- Work order
The records must be returned word for word.

** Data for the task follows **

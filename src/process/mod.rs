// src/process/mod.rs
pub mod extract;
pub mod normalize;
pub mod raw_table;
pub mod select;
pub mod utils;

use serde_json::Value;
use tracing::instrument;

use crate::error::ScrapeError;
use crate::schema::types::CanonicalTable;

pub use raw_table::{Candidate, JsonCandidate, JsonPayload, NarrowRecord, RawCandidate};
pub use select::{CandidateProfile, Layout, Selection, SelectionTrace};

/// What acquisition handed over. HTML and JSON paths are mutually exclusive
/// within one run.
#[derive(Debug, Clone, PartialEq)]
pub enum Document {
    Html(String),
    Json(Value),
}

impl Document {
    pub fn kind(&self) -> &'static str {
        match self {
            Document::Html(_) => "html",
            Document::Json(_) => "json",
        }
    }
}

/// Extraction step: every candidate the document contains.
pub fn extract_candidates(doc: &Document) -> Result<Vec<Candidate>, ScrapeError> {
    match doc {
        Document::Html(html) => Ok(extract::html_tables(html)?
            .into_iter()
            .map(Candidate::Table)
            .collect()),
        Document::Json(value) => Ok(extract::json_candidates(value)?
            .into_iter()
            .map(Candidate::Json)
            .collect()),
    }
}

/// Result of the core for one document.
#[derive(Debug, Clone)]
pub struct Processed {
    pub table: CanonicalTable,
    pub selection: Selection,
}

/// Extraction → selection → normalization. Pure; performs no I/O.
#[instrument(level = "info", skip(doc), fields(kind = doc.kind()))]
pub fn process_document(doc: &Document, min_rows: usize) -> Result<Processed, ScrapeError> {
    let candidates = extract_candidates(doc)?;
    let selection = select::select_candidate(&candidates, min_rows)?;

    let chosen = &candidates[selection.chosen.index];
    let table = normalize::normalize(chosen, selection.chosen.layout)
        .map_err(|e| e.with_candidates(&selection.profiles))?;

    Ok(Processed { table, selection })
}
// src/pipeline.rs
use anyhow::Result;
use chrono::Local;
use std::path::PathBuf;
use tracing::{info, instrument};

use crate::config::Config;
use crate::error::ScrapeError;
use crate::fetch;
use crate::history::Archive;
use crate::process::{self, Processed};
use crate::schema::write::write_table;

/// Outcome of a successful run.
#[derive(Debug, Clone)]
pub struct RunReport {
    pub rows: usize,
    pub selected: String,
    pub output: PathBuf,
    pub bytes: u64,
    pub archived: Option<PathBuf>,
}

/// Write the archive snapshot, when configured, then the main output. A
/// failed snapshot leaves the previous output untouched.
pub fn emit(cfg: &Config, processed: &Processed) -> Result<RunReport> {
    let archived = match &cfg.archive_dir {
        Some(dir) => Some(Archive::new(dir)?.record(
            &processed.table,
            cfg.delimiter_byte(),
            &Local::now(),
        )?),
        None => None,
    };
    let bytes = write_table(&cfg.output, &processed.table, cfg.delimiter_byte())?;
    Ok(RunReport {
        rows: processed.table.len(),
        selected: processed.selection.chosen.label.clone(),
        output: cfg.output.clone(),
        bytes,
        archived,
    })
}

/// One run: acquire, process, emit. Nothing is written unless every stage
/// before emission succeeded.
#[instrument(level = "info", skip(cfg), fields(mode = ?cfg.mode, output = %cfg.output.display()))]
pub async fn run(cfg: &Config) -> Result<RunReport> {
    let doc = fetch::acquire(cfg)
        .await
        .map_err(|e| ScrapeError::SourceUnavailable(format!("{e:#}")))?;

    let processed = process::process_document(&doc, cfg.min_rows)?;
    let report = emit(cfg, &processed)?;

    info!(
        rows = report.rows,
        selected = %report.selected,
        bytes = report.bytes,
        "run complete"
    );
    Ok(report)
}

** End of Data for the task **

- Response
filename src/process/mod.rs
// src/process/mod.rs
pub mod extract;
pub mod normalize;
pub mod raw_table;
pub mod select;
pub mod utils;

use serde_json::Value;
use tracing::instrument;

use crate::error::ScrapeError;
use crate::schema::types::CanonicalTable;

pub use raw_table::{Candidate, JsonCandidate, JsonPayload, NarrowRecord, RawCandidate};
pub use select::{CandidateProfile, Layout, Selection, SelectionTrace};

/// What acquisition handed over. HTML and JSON paths are mutually exclusive
/// within one run.
#[derive(Debug, Clone, PartialEq)]
pub enum Document {
    Html(String),
    Json(Value),
}

impl Document {
    pub fn kind(&self) -> &'static str {
        match self {
            Document::Html(_) => "html",
            Document::Json(_) => "json",
        }
    }
}

/// Extraction step: every candidate the document contains.
pub fn extract_candidates(doc: &Document) -> Result<Vec<Candidate>, ScrapeError> {
    match doc {
        Document::Html(html) => Ok(extract::html_tables(html)?
            .into_iter()
            .map(Candidate::Table)
            .collect()),
        Document::Json(value) => Ok(extract::json_candidates(value)?
            .into_iter()
            .map(Candidate::Json)
            .collect()),
    }
}

/// Result of the core for one document.
#[derive(Debug, Clone)]
pub struct Processed {
    pub table: CanonicalTable,
    pub selection: Selection,
}

/// Extraction → selection → normalization. Pure; performs no I/O.
#[instrument(level = "info", skip(doc), fields(kind = doc.kind()))]
pub fn process_document(doc: &Document, min_rows: usize) -> Result<Processed, ScrapeError> {
    let candidates = extract_candidates(doc)?;
    let selection = select::select_candidate(&candidates, min_rows)?;

    let chosen = &candidates[selection.chosen.index];
    let table = normalize::normalize(chosen, selection.chosen.layout)
        .map_err(|e| e.with_candidates(&selection.profiles))?;

    Ok(Processed { table, selection })
}
// src/pipeline.rs
use anyhow::Result;
use chrono::Local;
use std::path::PathBuf;
use tracing::{info, instrument};

use crate::config::Config;
use crate::error::ScrapeError;
use crate::fetch;
use crate::history::Archive;
use crate::process::{self, Processed};
use crate::schema::write::write_table;

/// Outcome of a successful run.
#[derive(Debug, Clone)]
pub struct RunReport {
    pub rows: usize,
    pub selected: String,
    pub output: PathBuf,
    pub bytes: u64,
    pub archived: Option<PathBuf>,
}

/// Write the archive snapshot, when configured, then the main output. A
/// failed snapshot leaves the previous output untouched.
pub fn emit(cfg: &Config, processed: &Processed) -> Result<RunReport> {
    let archived = match &cfg.archive_dir {
        Some(dir) => Some(Archive::new(dir)?.record(
            &processed.table,
            cfg.delimiter_byte(),
            &Local::now(),
        )?),
        None => None,
    };
    let bytes = write_table(&cfg.output, &processed.table, cfg.delimiter_byte())?;
    Ok(RunReport {
        rows: processed.table.len(),
        selected: processed.selection.chosen.label.clone(),
        output: cfg.output.clone(),
        bytes,
        archived,
    })
}

/// One run: acquire, process, emit. Nothing is written unless every stage
/// before emission succeeded.
#[instrument(level = "info", skip(cfg), fields(mode = ?cfg.mode, output = %cfg.output.display()))]
pub async fn run(cfg: &Config) -> Result<RunReport> {
    let doc = fetch::acquire(cfg)
        .await
        .map_err(|e| ScrapeError::SourceUnavailable(format!("{e:#}")))?;

    let processed = process::process_document(&doc, cfg.min_rows)?;
    let report = emit(cfg, &processed)?;

    info!(
        rows = report.rows,
        selected = %report.selected,
        bytes = report.bytes,
        "run complete"
    );
    Ok(report)
}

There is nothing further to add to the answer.